Anche questo mese ecco l’appuntamento con il post gilardiano della serie “Effemeride delle Immagini. Un sistema nuovissimo per l’archiviazione di tutte le figure”. Proseguono gli appuntamenti per festeggiare 100° anniversario della nascita di Ando Gilardi vedi calendario.
Per l’occasione abbiamo riaperto il suo BLOG pubblicando ogni mese un post di questa serie. A questo link si trovano le motivazioni per il testo scelto e si spiega anche il perché della forma di oroscopo.
Ecco la trascrizione:
Luglio è tempo da archiviare
e lo devi calcolare
Il nuovo archivista rivolge ai generi (pitture, incisioni, affreschi, disegni, fotografie, eccetera) degli originali delle immagini che vuole archiviare, solo l’attenzione che può essergli richiesta per il fatto che «quel» genere di «quella» immagine può influire, o tanto o poco, sui significati nuovi e utili per un futuro sfruttamento.
Il genere, dunque, non è «materia» ma è «senso» dell’immagine; è per quanto riguarda il formato, sempre degli originali, questo addirittura è un non-senso.
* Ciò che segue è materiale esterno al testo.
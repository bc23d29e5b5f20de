//! Plan execution against the inventory provider

use super::PlanError;
use super::plan::OptimizationPlan;
use crate::inventory::{InventoryProvider, MovePosition, ProviderError, TabId, WindowId};

/// Execute `plan` against `provider`.
///
/// Merges run first, then splits, one provider call at a time. Nothing is
/// rolled back on failure: the error is returned and the caller re-fetches
/// the inventory to see what actually happened.
///
/// Returns the number of plan actions applied.
///
/// # Errors
///
/// - `PlanError::StalePlan` if `current_generation` is not the plan's snapshot
/// - `PlanError::NothingToApply` if the plan has no actions
/// - `PlanError::Provider` if any host call fails
pub fn apply<P: InventoryProvider + ?Sized>(
    plan: &OptimizationPlan,
    current_generation: u64,
    provider: &mut P,
) -> Result<usize, PlanError> {
    if plan.generation != current_generation {
        return Err(PlanError::StalePlan {
            planned: plan.generation,
            current: current_generation,
        });
    }
    if plan.is_noop() {
        return Err(PlanError::NothingToApply);
    }

    if plan.merges() {
        let tabs: Vec<TabId> = plan
            .to_merge
            .iter()
            .flat_map(|w| w.tab_ids())
            .collect();
        let window = gather_into_new_window(provider, &tabs)?;
        log::info!("merged {} windows into window {window:?}", plan.to_merge.len());
    }

    let max_tabs = plan.thresholds.max_tabs();
    for window in &plan.to_split {
        let tabs: Vec<TabId> = window.tab_ids().collect();
        for chunk in tabs.chunks(max_tabs).skip(1) {
            gather_into_new_window(provider, chunk)?;
        }
        log::info!(
            "split window {} ({} tabs) into {} windows",
            window.id,
            tabs.len(),
            tabs.len().div_ceil(max_tabs)
        );
    }

    Ok(plan.actions.len())
}

/// Create a window seeded with the first tab, then move the rest after it.
fn gather_into_new_window<P: InventoryProvider + ?Sized>(
    provider: &mut P,
    tabs: &[TabId],
) -> Result<Option<WindowId>, ProviderError> {
    let Some((&first, rest)) = tabs.split_first() else {
        return Ok(None);
    };
    let window = provider.create_window_with_tab(first)?;
    if !rest.is_empty() {
        provider.move_tabs(rest, window, MovePosition::End)?;
    }
    Ok(Some(window))
}
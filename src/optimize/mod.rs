//! Window optimization
//!
//! Keeps windows within a configured tab-count band. Windows below the
//! minimum are merged into one new window (only when there are at least two
//! of them); windows above the maximum are split into chunks of at most the
//! maximum.
//!
//! A plan is computed from one snapshot and is only valid against that
//! snapshot. [`apply`] refuses plans whose generation does not match the
//! caller's current snapshot.

mod apply;
mod plan;

pub use apply::apply;
pub use plan::{OptimizationPlan, PlanAction, Thresholds, plan};

use crate::inventory::ProviderError;
use thiserror::Error;

/// Errors from planning or applying an optimization
#[derive(Debug, Error)]
pub enum PlanError {
    /// Threshold values cannot form a band (zero, or minimum above maximum)
    #[error("Invalid thresholds: need 1 <= minimum ({min}) <= maximum ({max})")]
    InvalidThresholds { min: usize, max: usize },

    /// The inventory changed after the plan was computed
    #[error("Plan was computed for snapshot {planned} but the current snapshot is {current}")]
    StalePlan { planned: u64, current: u64 },

    /// The plan has no actions
    #[error("Nothing to optimize")]
    NothingToApply,

    /// A host call failed part-way through
    #[error("Provider error: {0}")]
    Provider(#[from] ProviderError),
}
Infatti il vero archivista, prima di riporre il «dato» visivo nella banca del suo archivio, provvede all’unificazione di tutti gli originali nel formato unico stabilito per l’archivio medesimo.
È la fotografia che, formidabile miniaturizzatrice, ha reso possibile, non solo indispensabile, la «memorizzazione di tutte le memorie» visive, la ri-specchiatura di tutti gli specchi, e dei loro frammenti; in una parola la perfetta riproduzione globale di tutto il prodotto iconico di 50.000 anni, a colori e no, ri-utilizzabile nel ciclo sempre più ampio e vorticoso della visione collettiva universale.
In parole differenti: l’ «ingresso» tecnico-operativo di un archivio che non sia una tomba caotica di immagini cadaveriche, e nemmeno un disabitato museo, è un apparato di riproduzione delle «immagini originali» in «matrici d’archivio», se vogliamo usare questa parola più propria in luogo di «dati». Le riproduzioni devono essere eseguite in tempi «archiviabili».
Si dicono tempi archiviabili quelli comprensivi del lavoro di riproduzione appena detto, più il lavoro di schedatura di cui parleremo, più il lavoro di sistemazione delle «matrici d’archivio» e delle «schede d’archivio» nei contenitori, nelle «cassette di sicurezza» della nostra banca di dati visivi.
I tempi archiviabili sono un valore concreto e delle matrici e delle schede.
E perché possano considerarsi tali, questi tempi devono essere sufficienti a smaltire quello che viene previsto come afflusso di nuove immagini per l’archiviazione.
Naturalmente è necessario programmare al principio della formazione dell’archivio un tempo archiviabile in rapporto alla quantità (grande, piccola, zero … ) di immagini già in attesa di sistemazione.
Un errore di calcolo del tempo in quanto «oggetto» archiviabile né più né meno come le immagini, può far perdere a queste anche il loro proprio «intrinseco» ma inutilizzabile valore.
LEONE
PIANETA DOMINANTE SOLE, GIORNO FORTUNATO DOMENICA, COLORI PRATICAMENTE TUTTI, SIGNIFICATO EMIGRANTE DALL’ORIGINARIO CENTRO D’INTERESSE VERSO L’ESTREMA PERIFERIA
Nascono sotto il segno del Leone, il più delle volte nei giorni domenicali e in quelle che con frase mirabile nella sua contraddizione assurda diconsi feste comandate, miliardi e miliardi d’immagini ricordo ovvero familiari cerimoniali private festaiole vacanziere eccetera.
In origine s’apre in queste navicelle della visione il pertugio di un volto attraverso il quale l’attenzione le ricolma per farle affondare quasi sempre nel ridicolo.
E quello di un soggetto riconoscibile dallo spettatore pertinente senza minimi dubbi: a lui sono rivelati lo zio il cognato l’amico tal dei tali, malamente sfregiati dall’involontaria caricatura fotografica.
Con il trascorrere inesorabile del tempo e la dilapidazione nella Nemesi d’ogni collegamento anagrafico possibile, le immagini del Leone, assemblate in quantità sufficientemente omologate cronologicamente, perdono qualsivoglia interesse schedografico riferibile ai nomi-visi malconci, per dir qualcosa di vario recuperabile all’uso, che può considerarsi il primo concreto, attraverso particolari in origine trascurati e trascurabili, quali ad esempio il triciclo d’appoggio del soggetto, il fondale se egli venne ritratto in atelier, la foggia delle scarpe, la coccarda all’occhiello e una quantità di altri segni emersi dall’insignificante originale sommergendo in un nuovo non senso tutto quello che in principio aveva un significato.